- Problem to work on: From the listing below, copy out every line where the word "configured" appears.

- Supplied records:
################
use chrono::{DateTime, Utc};
use serde::{Deserialize, Serialize};

/// A vocabulary item as produced by the model, before it is stored.
///
/// The Spanish aliases accept responses written against the original
/// prompt format (`palabra`, `traduccion`, `ejemplo_fr`).
#[derive(Debug, Clone, PartialEq, Serialize, Deserialize)]
pub struct Flashcard {
    #[serde(alias = "palabra")]
    pub term: String,
    #[serde(alias = "traduccion")]
    pub translation: String,
    #[serde(default, alias = "ejemplo_fr", alias = "ejemplo")]
    pub example: String,
}

impl Flashcard {
    pub fn new(term: &str, translation: &str, example: &str) -> Self {
        Self {
            term: term.to_string(),
            translation: translation.to_string(),
            example: example.to_string(),
        }
    }
}

/// Flashcards produced by one extraction or generation call.
#[derive(Debug, Clone, Default, PartialEq, Serialize, Deserialize)]
pub struct CandidateBatch {
    pub flashcards: Vec<Flashcard>,
}

impl CandidateBatch {
    pub fn new(flashcards: Vec<Flashcard>) -> Self {
        Self { flashcards }
    }

    pub fn len(&self) -> usize {
        self.flashcards.len()
    }

    pub fn is_empty(&self) -> bool {
        self.flashcards.is_empty()
    }
}

/// A persisted flashcard. `id` is derived from the normalized term.
#[derive(Debug, Clone, PartialEq, Serialize, Deserialize)]
pub struct StoredFlashcard {
    pub id: String,
    pub term: String,
    pub translation: String,
    pub example: String,
    pub created_at: DateTime<Utc>,
}

impl StoredFlashcard {
    pub fn to_flashcard(&self) -> Flashcard {
        Flashcard {
            term: self.term.clone(),
            translation: self.translation.clone(),
            example: self.example.clone(),
        }
    }
}

/// Outcome of one ingestion call
#[derive(Debug, Clone, Default, PartialEq, Serialize, Deserialize)]
pub struct IngestReport {
    pub added: usize,
    /// Terms already present in the store, or repeated within the batch
    pub skipped_terms: Vec<String>,
    /// Terms that normalize to an empty key
    pub rejected_terms: Vec<String>,
    pub total_after: usize,
}

/// A similarity search result
#[derive(Debug, Clone, Serialize)]
pub struct FlashcardHit {
    pub flashcard: StoredFlashcard,
    pub score: f32,
}

/// Generate request
#[derive(Debug, Clone, Deserialize)]
pub struct GenerateRequest {
    pub term: String,
}

/// Search request
#[derive(Debug, Clone, Deserialize)]
pub struct SearchRequest {
    pub query: String,
    #[serde(default = "default_limit")]
    pub limit: usize,
}

fn default_limit() -> usize {
    10
}

/// LLM config update request
#[derive(Debug, Clone, Deserialize)]
pub struct LlmConfigUpdate {
    pub provider: Option<String>,
    // base_url intentionally omitted: immutable at runtime to prevent SSRF
    pub chat_model: Option<String>,
    pub embedding_model: Option<String>,
    pub api_key: Option<String>,
}

#[cfg(test)]
mod tests {
    use super::*;

    #[test]
    fn test_flashcard_accepts_english_keys() {
        let card: Flashcard = serde_json::from_str(
            r#"{"term": "maison", "translation": "casa", "example": "La maison est grande."}"#,
        )
        .unwrap();
        assert_eq!(card, Flashcard::new("maison", "casa", "La maison est grande."));
    }

    #[test]
    fn test_flashcard_accepts_legacy_spanish_keys() {
        let card: Flashcard = serde_json::from_str(
            r#"{"palabra": "chat", "traduccion": "gato", "ejemplo_fr": "Le chat dort."}"#,
        )
        .unwrap();
        assert_eq!(card.term, "chat");
        assert_eq!(card.translation, "gato");
        assert_eq!(card.example, "Le chat dort.");
    }

    #[test]
    fn test_flashcard_example_is_optional() {
        let card: Flashcard =
            serde_json::from_str(r#"{"term": "pain", "translation": "pan"}"#).unwrap();
        assert!(card.example.is_empty());
    }

    #[test]
    fn test_search_request_default_limit() {
        let req: SearchRequest = serde_json::from_str(r#"{"query": "house"}"#).unwrap();
        assert_eq!(req.limit, 10);
    }
}
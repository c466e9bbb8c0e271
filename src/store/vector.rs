use anyhow::{Context, Result};
use parking_lot::RwLock;
use std::collections::HashSet;
use std::path::{Path, PathBuf};

use super::{RecordStore, StoreEntry};
use crate::models::{FlashcardHit, StoredFlashcard};

/// In-memory flashcard collection with disk persistence and cosine
/// similarity search.
pub struct VectorStore {
    entries: RwLock<Vec<StoreEntry>>,
    persist_path: PathBuf,
}

impl VectorStore {
    /// Open the collection stored in `collection_dir`, creating it if needed.
    /// A missing file opens as an empty collection. An unreadable one is moved
    /// aside to `vectors.json.corrupt` first, so later writes cannot clobber it.
    pub fn open_or_create(collection_dir: &Path) -> Result<Self> {
        std::fs::create_dir_all(collection_dir).with_context(|| {
            format!("Failed to create collection dir {}", collection_dir.display())
        })?;
        let persist_path = collection_dir.join("vectors.json");

        let entries: Vec<StoreEntry> = if persist_path.exists() {
            let data = std::fs::read_to_string(&persist_path)
                .context("Failed to read vector store")?;
            match serde_json::from_str(&data) {
                Ok(entries) => entries,
                Err(e) => {
                    let aside = persist_path.with_extension("json.corrupt");
                    std::fs::rename(&persist_path, &aside).with_context(|| {
                        format!("Failed to move aside unreadable {}", persist_path.display())
                    })?;
                    tracing::warn!(
                        "Unreadable vector store {} moved to {}: {e}",
                        persist_path.display(),
                        aside.display()
                    );
                    Vec::new()
                }
            }
        } else {
            Vec::new()
        };

        tracing::debug!(
            "Opened collection {} with {} flashcards",
            collection_dir.display(),
            entries.len()
        );

        Ok(Self {
            entries: RwLock::new(entries),
            persist_path,
        })
    }

    /// Search by cosine similarity against a query embedding.
    pub fn search(&self, query_embedding: &[f32], limit: usize) -> Vec<FlashcardHit> {
        let entries = self.entries.read();

        let mut scored: Vec<(f32, &StoreEntry)> = entries
            .iter()
            .map(|e| (cosine_similarity(query_embedding, &e.embedding), e))
            .collect();

        // Sort descending by score
        scored.sort_by(|a, b| b.0.partial_cmp(&a.0).unwrap_or(std::cmp::Ordering::Equal));
        scored.truncate(limit);

        scored
            .into_iter()
            .map(|(score, e)| FlashcardHit {
                flashcard: e.record.clone(),
                score,
            })
            .collect()
    }

    /// Write all entries to disk (atomic write via temp file + rename).
    fn persist(&self, entries: &[StoreEntry]) -> Result<()> {
        let data = serde_json::to_string(entries)?;
        let tmp_path = self.persist_path.with_extension("json.tmp");
        std::fs::write(&tmp_path, data).context("Failed to write vector store")?;
        std::fs::rename(&tmp_path, &self.persist_path)
            .context("Failed to replace vector store")?;
        Ok(())
    }
}

impl RecordStore for VectorStore {
    fn exists(&self, id: &str) -> Result<bool> {
        Ok(self.entries.read().iter().any(|e| e.id() == id))
    }

    fn add(&self, new_entries: Vec<StoreEntry>) -> Result<Vec<String>> {
        if new_entries.is_empty() {
            return Ok(Vec::new());
        }

        let mut entries = self.entries.write();
        let mut present: HashSet<String> = entries.iter().map(|e| e.id().to_string()).collect();
        let mut already_present = Vec::new();
        let before = entries.len();

        for entry in new_entries {
            if present.insert(entry.id().to_string()) {
                entries.push(entry);
            } else {
                already_present.push(entry.record.id);
            }
        }

        if entries.len() != before {
            if let Err(e) = self.persist(&entries) {
                // Keep memory and disk in agreement
                entries.truncate(before);
                return Err(e);
            }
        }

        Ok(already_present)
    }

    fn get(&self, id: &str) -> Result<Option<StoredFlashcard>> {
        Ok(self
            .entries
            .read()
            .iter()
            .find(|e| e.id() == id)
            .map(|e| e.record.clone()))
    }

    fn get_all(&self) -> Result<Vec<StoredFlashcard>> {
        Ok(self.entries.read().iter().map(|e| e.record.clone()).collect())
    }

    fn delete(&self, id: &str) -> Result<bool> {
        let mut entries = self.entries.write();
        let Some(pos) = entries.iter().position(|e| e.id() == id) else {
            return Ok(false);
        };

        let removed = entries.remove(pos);
        if let Err(e) = self.persist(&entries) {
            entries.insert(pos, removed);
            return Err(e);
        }
        Ok(true)
    }

    fn count(&self) -> Result<usize> {
        Ok(self.entries.read().len())
    }
}

fn cosine_similarity(a: &[f32], b: &[f32]) -> f32 {
    if a.len() != b.len() || a.is_empty() {
        return 0.0;
    }

    let mut dot = 0.0f32;
    let mut norm_a = 0.0f32;
    let mut norm_b = 0.0f32;

    for i in 0..a.len() {
        dot += a[i] * b[i];
        norm_a += a[i] * a[i];
        norm_b += b[i] * b[i];
    }

    let denom = norm_a.sqrt() * norm_b.sqrt();
    if denom == 0.0 {
        0.0
    } else {
        dot / denom
    }
}
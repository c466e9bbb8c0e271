use std::future::Future;

use anyhow::{Context, Result};
use serde::de::DeserializeOwned;
use serde::{Deserialize, Serialize};

use crate::config::LlmConfig;

/// Maximum bytes to send per text to the embedding API. Flashcard content is
/// a term and its translation, so this only trims pathological model output.
const MAX_EMBED_CHARS: usize = 2_000;

/// Turns flashcard content into vectors for the store.
pub trait Embedder: Send + Sync {
    fn embed(&self, texts: &[String]) -> impl Future<Output = Result<Vec<Vec<f32>>>> + Send;
}

/// [`Embedder`] backed by the configured LLM provider.
pub struct LlmEmbedder {
    client: reqwest::Client,
    config: LlmConfig,
}

impl LlmEmbedder {
    pub fn new(client: reqwest::Client, config: LlmConfig) -> Self {
        Self { client, config }
    }
}

impl Embedder for LlmEmbedder {
    async fn embed(&self, texts: &[String]) -> Result<Vec<Vec<f32>>> {
        embed_batch(&self.client, &self.config, texts).await
    }
}

/// Truncate `text` to at most `MAX_EMBED_CHARS` bytes, splitting on a UTF-8 char boundary.
fn truncate_for_embedding(text: &str) -> &str {
    if text.len() <= MAX_EMBED_CHARS {
        return text;
    }
    // Find the last char boundary at or before the limit
    let mut end = MAX_EMBED_CHARS;
    while !text.is_char_boundary(end) {
        end -= 1;
    }
    &text[..end]
}

/// Embed `texts` in one request to the configured provider.
///
/// Flashcard batches are small, so there is no chunking. The reply must hold
/// exactly one vector per input, in input order.
pub async fn embed_batch(
    client: &reqwest::Client,
    config: &LlmConfig,
    texts: &[String],
) -> Result<Vec<Vec<f32>>> {
    if texts.is_empty() {
        return Ok(Vec::new());
    }

    let inputs: Vec<&str> = texts.iter().map(|t| truncate_for_embedding(t)).collect();
    let vectors = match config.provider.as_str() {
        "ollama" => embed_ollama(client, config, &inputs).await?,
        "openai" => embed_openai(client, config, &inputs).await?,
        other => anyhow::bail!("Unknown LLM provider: {other}"),
    };

    if vectors.len() != texts.len() {
        anyhow::bail!(
            "Embedding API returned {} vectors for {} inputs",
            vectors.len(),
            texts.len()
        );
    }
    Ok(vectors)
}

/// Generate embedding for a single text.
pub async fn embed_single(
    client: &reqwest::Client,
    config: &LlmConfig,
    text: &str,
) -> Result<Vec<f32>> {
    let results = embed_batch(client, config, &[text.to_string()]).await?;
    results
        .into_iter()
        .next()
        .context("No embedding returned")
}

/// Request body shared by both providers.
#[derive(Serialize)]
struct EmbedRequest<'a> {
    model: &'a str,
    input: &'a [&'a str],
    /// Ollama only: trim over-long inputs instead of answering 400
    #[serde(skip_serializing_if = "Option::is_none")]
    truncate: Option<bool>,
}

/// Check the status and decode the JSON body of a provider reply.
async fn read_reply<T: DeserializeOwned>(resp: reqwest::Response, provider: &str) -> Result<T> {
    let status = resp.status();
    if !status.is_success() {
        let body = resp.text().await.unwrap_or_default();
        anyhow::bail!("{provider} embed API returned {status}: {body}");
    }
    resp.json()
        .await
        .with_context(|| format!("Failed to parse {provider} embed response"))
}

// Ollama: POST /api/embed -> {"embeddings": [[..], ..]}

#[derive(Deserialize)]
struct OllamaEmbedReply {
    embeddings: Vec<Vec<f32>>,
}

async fn embed_ollama(
    client: &reqwest::Client,
    config: &LlmConfig,
    inputs: &[&str],
) -> Result<Vec<Vec<f32>>> {
    let body = EmbedRequest {
        model: &config.embedding_model,
        input: inputs,
        truncate: Some(true),
    };
    let resp = client
        .post(format!("{}/api/embed", config.base_url))
        .json(&body)
        .send()
        .await
        .context("Failed to call Ollama embed API")?;

    let reply: OllamaEmbedReply = read_reply(resp, "Ollama").await?;
    Ok(reply.embeddings)
}

// OpenAI-compatible: POST /v1/embeddings -> {"data": [{"index", "embedding"}, ..]}

#[derive(Deserialize)]
struct OpenAiEmbedReply {
    data: Vec<OpenAiEmbedding>,
}

#[derive(Deserialize)]
struct OpenAiEmbedding {
    #[serde(default)]
    index: usize,
    embedding: Vec<f32>,
}

async fn embed_openai(
    client: &reqwest::Client,
    config: &LlmConfig,
    inputs: &[&str],
) -> Result<Vec<Vec<f32>>> {
    let body = EmbedRequest {
        model: &config.embedding_model,
        input: inputs,
        truncate: None,
    };
    let resp = client
        .post(format!("{}/v1/embeddings", config.base_url))
        .bearer_auth(config.api_key.as_deref().unwrap_or_default())
        .json(&body)
        .send()
        .await
        .context("Failed to call OpenAI embed API")?;

    let mut reply: OpenAiEmbedReply = read_reply(resp, "OpenAI").await?;
    // Entries carry their input position; order is not guaranteed
    reply.data.sort_by_key(|d| d.index);
    Ok(reply.data.into_iter().map(|d| d.embedding).collect())
}
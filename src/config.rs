use serde::{Deserialize, Serialize};
use std::path::PathBuf;

#[derive(Debug, Clone, Serialize, Deserialize)]
pub struct Config {
    /// Where the flashcard collections are stored
    pub data_dir: PathBuf,
    /// Server bind address
    pub bind_addr: String,
    /// Name of the collection inside `data_dir`
    pub collection: String,
    /// LLM provider configuration
    pub llm: LlmConfig,
    /// Languages used in the extraction and generation prompts
    pub languages: LanguageConfig,
    /// Maximum accepted upload size in MB
    pub max_image_mb: u64,
    /// Maximum number of live study sessions kept in memory
    pub max_sessions: usize,
}

#[derive(Debug, Clone, Serialize, Deserialize)]
pub struct LlmConfig {
    /// "ollama" or "openai"
    pub provider: String,
    /// Base URL for the LLM API
    pub base_url: String,
    /// Vision-capable model used for extraction and generation
    pub chat_model: String,
    /// Model name for embeddings
    pub embedding_model: String,
    /// API key (only needed for cloud providers)
    pub api_key: Option<String>,
}

/// The language being studied and the language translations are written in.
#[derive(Debug, Clone, Serialize, Deserialize)]
pub struct LanguageConfig {
    pub source: String,
    pub target: String,
}

impl Default for Config {
    fn default() -> Self {
        Self {
            data_dir: PathBuf::from("./data"),
            bind_addr: "127.0.0.1:9000".to_string(),
            collection: "flashcards".to_string(),
            llm: LlmConfig::default(),
            languages: LanguageConfig::default(),
            max_image_mb: 10,
            max_sessions: 256,
        }
    }
}

impl Default for LlmConfig {
    fn default() -> Self {
        Self {
            provider: "openai".to_string(),
            base_url: "https://api.openai.com".to_string(),
            chat_model: "gpt-4o-mini".to_string(),
            embedding_model: "text-embedding-3-small".to_string(),
            api_key: None,
        }
    }
}

impl Default for LanguageConfig {
    fn default() -> Self {
        Self {
            source: "French".to_string(),
            target: "Spanish".to_string(),
        }
    }
}

impl Config {
    pub fn from_env() -> Self {
        let mut config = Self::default();

        if let Ok(dir) = std::env::var("FLASHCARDS_DATA_DIR") {
            config.data_dir = PathBuf::from(dir);
        }
        if let Ok(addr) = std::env::var("FLASHCARDS_BIND_ADDR") {
            config.bind_addr = addr;
        }
        if let Ok(name) = std::env::var("FLASHCARDS_COLLECTION") {
            if !name.trim().is_empty() {
                config.collection = name.trim().to_string();
            }
        }
        if let Ok(lang) = std::env::var("FLASHCARDS_SOURCE_LANG") {
            config.languages.source = lang;
        }
        if let Ok(lang) = std::env::var("FLASHCARDS_TARGET_LANG") {
            config.languages.target = lang;
        }
        if let Ok(val) = std::env::var("FLASHCARDS_MAX_IMAGE_MB") {
            if let Ok(v) = val.parse() {
                config.max_image_mb = v;
            }
        }
        if let Ok(val) = std::env::var("FLASHCARDS_MAX_SESSIONS") {
            if let Ok(v) = val.parse() {
                config.max_sessions = v;
            }
        }
        if let Ok(provider) = std::env::var("LLM_PROVIDER") {
            config.llm.provider = provider;
        }
        if let Ok(url) = std::env::var("LLM_BASE_URL") {
            config.llm.base_url = url;
        }
        if let Ok(model) = std::env::var("LLM_CHAT_MODEL") {
            config.llm.chat_model = model;
        }
        if let Ok(model) = std::env::var("LLM_EMBEDDING_MODEL") {
            config.llm.embedding_model = model;
        }
        let api_key = std::env::var("LLM_API_KEY").or_else(|_| std::env::var("OPENAI_API_KEY"));
        if let Ok(key) = api_key {
            config.llm.api_key = Some(key);
        }

        config
    }

    /// Directory holding the configured collection.
    pub fn collection_dir(&self) -> PathBuf {
        self.data_dir.join(&self.collection)
    }

    pub fn max_image_bytes(&self) -> usize {
        (self.max_image_mb as usize).saturating_mul(1024 * 1024)
    }
}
################
- Reply to the task:
/// [`Embedder`] backed by the configured LLM provider.
/// Embed `texts` in one request to the configured provider.
    /// Directory holding the configured collection.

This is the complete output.